BY ADRIANNE JEFFRIES
“This is certainly a first for Prineville. This is one of the largest economic development projects in the history of Central Oregon,” says Jason Carr, a manager at Economic Development for Central Oregon, a nonprofit that worked on the deal.
Carr says Facebook has already brought business to local restaurants, hotels, hardware stores and contractors. He now gets calls from companies who heard about the Facebook project in the Wall Street Journal and suddenly want to know more about Prineville. The “Prineville Data Center” page on Facebook has about 4,000 fans, dozens of whom posted thank-you notes, hearty welcomes and job inquiries in the comments section. One commenter from Bend wrote, “Honestly, as a Central Oregonian, how can anyone think this is anything but wonderful?”
More than 400,000 people disagree. That’s how many have joined a Facebook campaign opposing the data center, part of a full green guilt assault launched by Greenpeace less than a month after Facebook broke ground.

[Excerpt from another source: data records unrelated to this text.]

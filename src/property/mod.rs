/// Property / Index Store
///
/// One column per property type: a forward map element -> value plus, for
/// Unique and Indexed properties, an ordered value index kept in step with
/// the forward map on every write.

pub mod index;

pub use index::PropertyIndex;

use crate::error::{GraphError, GraphResult};
use crate::schema::{IndexKind, PropertyType};
use crate::traversal::ElementSet;
use crate::types::{ElementId, PropertyTypeId, Value, ValueKind};
use std::collections::{BTreeMap, HashMap};
use std::ops::RangeBounds;

/// Storage of a single property type
#[derive(Debug, Clone)]
pub struct PropertyColumn {
    property: PropertyTypeId,
    kind: ValueKind,
    index_kind: IndexKind,
    values: HashMap<ElementId, Value>,
    index: Option<PropertyIndex>,
}

impl PropertyColumn {
    pub fn new(property: &PropertyType) -> Self {
        Self {
            property: property.id,
            kind: property.kind,
            index_kind: property.index,
            values: HashMap::new(),
            index: property.index.is_indexed().then(PropertyIndex::new),
        }
    }

    pub fn index_kind(&self) -> IndexKind {
        self.index_kind
    }

    pub fn len(&self) -> usize {
        self.values.len()
    }

    pub fn is_empty(&self) -> bool {
        self.values.is_empty()
    }

    pub fn get(&self, element: ElementId) -> Option<&Value> {
        self.values.get(&element)
    }

    /// `(element, value)` bindings in ascending element order
    pub fn bindings(&self) -> Vec<(ElementId, &Value)> {
        let mut bindings: Vec<(ElementId, &Value)> =
            self.values.iter().map(|(id, v)| (*id, v)).collect();
        bindings.sort_unstable_by_key(|(id, _)| *id);
        bindings
    }

    pub fn index(&self) -> Option<&PropertyIndex> {
        self.index.as_ref()
    }

    fn check_kind(&self, value: &Value) -> GraphResult<()> {
        if value.kind() != self.kind {
            return Err(GraphError::KindMismatch {
                property: self.property,
                expected: self.kind,
                actual: value.kind(),
            });
        }
        if let Value::Double(d) = value {
            if !d.is_finite() {
                return Err(GraphError::InvalidValue {
                    property: self.property,
                    reason: format!("{} is not a finite double", d),
                });
            }
        }
        Ok(())
    }

    fn indexed(&self) -> GraphResult<&PropertyIndex> {
        self.index.as_ref().ok_or_else(|| {
            GraphError::Schema(format!(
                "property {} is {} and has no index; use a scan lookup",
                self.property, self.index_kind
            ))
        })
    }

    /// Bind `value` to `element`, returning `true` if the stored state changed
    fn set(&mut self, element: ElementId, value: Value) -> GraphResult<bool> {
        self.check_kind(&value)?;

        if self.values.get(&element) == Some(&value) {
            return Ok(false);
        }

        if self.index_kind == IndexKind::Unique {
            let holder = self
                .index
                .as_ref()
                .and_then(|idx| idx.get(&value))
                .and_then(|holders| holders.iter().find(|&&h| h != element).copied());
            if let Some(holder) = holder {
                return Err(GraphError::UniquenessViolation {
                    property: self.property,
                    value,
                    holder,
                });
            }
        }

        let previous = self.values.insert(element, value.clone());
        if let Some(index) = self.index.as_mut() {
            if let Some(old) = previous {
                index.remove(&old, element);
            }
            index.insert(value, element);
        }
        Ok(true)
    }

    fn remove(&mut self, element: ElementId) -> Option<Value> {
        let previous = self.values.remove(&element)?;
        if let Some(index) = self.index.as_mut() {
            index.remove(&previous, element);
        }
        Some(previous)
    }
}

/// All property columns of a graph
#[derive(Debug, Clone, Default)]
pub struct PropertyStore {
    columns: BTreeMap<PropertyTypeId, PropertyColumn>,
}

The digital age is supposed to be a greener era. Instead of driving to work, we telecommute. Instead of killing trees, we send emails appended with “please don’t print this.” But despite the analogy, the Internet is not a cloud. Every bit of data lives on a hard drive somewhere that is always on. Electricity generation is the leading source of carbon emissions in the U.S., and data centers are notorious power hogs; Facebook estimates its new data center will consume between 30 and 40 megawatts of electricity, says Carr, enough to power all the homes in Prineville more than twice over. That would make it one of the largest power users in Oregon.

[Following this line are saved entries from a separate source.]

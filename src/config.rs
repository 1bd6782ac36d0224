use anyhow::Context;
use serde::{Deserialize, Serialize};
use std::env;
use std::path::{Path, PathBuf};

#[derive(Debug, Clone, Default, Serialize, Deserialize)]
pub struct Config {
    pub database: DatabaseConfig,
    pub logging: LoggingConfig,
}

#[derive(Debug, Clone, Serialize, Deserialize)]
pub struct DatabaseConfig {
    pub path: PathBuf,
    pub create_if_missing: bool,
    /// fsync every commit
    pub sync_writes: bool,
}

#[derive(Debug, Clone, Serialize, Deserialize)]
pub struct LoggingConfig {
    pub level: String,
}

impl DatabaseConfig {
    pub fn new(path: impl AsRef<Path>) -> Self {
        Self {
            path: path.as_ref().to_path_buf(),
            ..Self::default()
        }
    }
}

impl Default for DatabaseConfig {
    fn default() -> Self {
        Self {
            path: PathBuf::from("./data/property-graph"),
            create_if_missing: true,
            sync_writes: false,
        }
    }
}

impl Default for LoggingConfig {
    fn default() -> Self {
        Self {
            level: "info".to_string(),
        }
    }
}

impl Config {
    /// Load configuration from environment variables
    pub fn from_env() -> anyhow::Result<Self> {
        let defaults = Self::default();

        let config = Self {
            database: DatabaseConfig {
                path: env::var("GRAPH_DB_PATH")
                    .map(PathBuf::from)
                    .unwrap_or(defaults.database.path),
                create_if_missing: bool_var(
                    "GRAPH_DB_CREATE_IF_MISSING",
                    defaults.database.create_if_missing,
                )?,
                sync_writes: bool_var("GRAPH_DB_SYNC_WRITES", defaults.database.sync_writes)?,
            },
            logging: LoggingConfig {
                level: env::var("LOG_LEVEL").unwrap_or(defaults.logging.level),
            },
        };

        Ok(config)
    }
}

fn bool_var(key: &str, default: bool) -> anyhow::Result<bool> {
    match env::var(key) {
        Ok(raw) => {
            parse_bool(&raw).with_context(|| format!("invalid boolean in {}: '{}'", key, raw))
        }
        Err(_) => Ok(default),
    }
}

fn parse_bool(raw: &str) -> anyhow::Result<bool> {
    match raw.trim().to_ascii_lowercase().as_str() {
        "1" | "true" | "yes" | "on" => Ok(true),
        "0" | "false" | "no" | "off" => Ok(false),
        other => anyhow::bail!("expected true/false, got '{}'", other),
    }
}

/// Install the global tracing subscriber
///
/// `RUST_LOG` takes precedence over the configured level. Calling this more
/// than once is harmless.
pub fn init_logging(config: &LoggingConfig) {
    let filter = tracing_subscriber::EnvFilter::try_from_default_env()
        .unwrap_or_else(|_| tracing_subscriber::EnvFilter::new(&config.level));

    let _ = tracing_subscriber::fmt()
        .with_env_filter(filter)
        .with_target(false)
        .try_init();
}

A data center’s environmental impact is more than just energy use. These digital age factories can use up to 360,000 gallons of water a day for cooling. Copper wiring can exceed 60 miles. Data centers produce potentially toxic e-waste, which Oregon law does not require them to recycle (although most companies say they do). But energy use is the biggest issue for environmentalists. It’s also a big issue for huge technology companies that would rather be renowned for amazing breakthroughs than for burning coal and sucking rivers dry.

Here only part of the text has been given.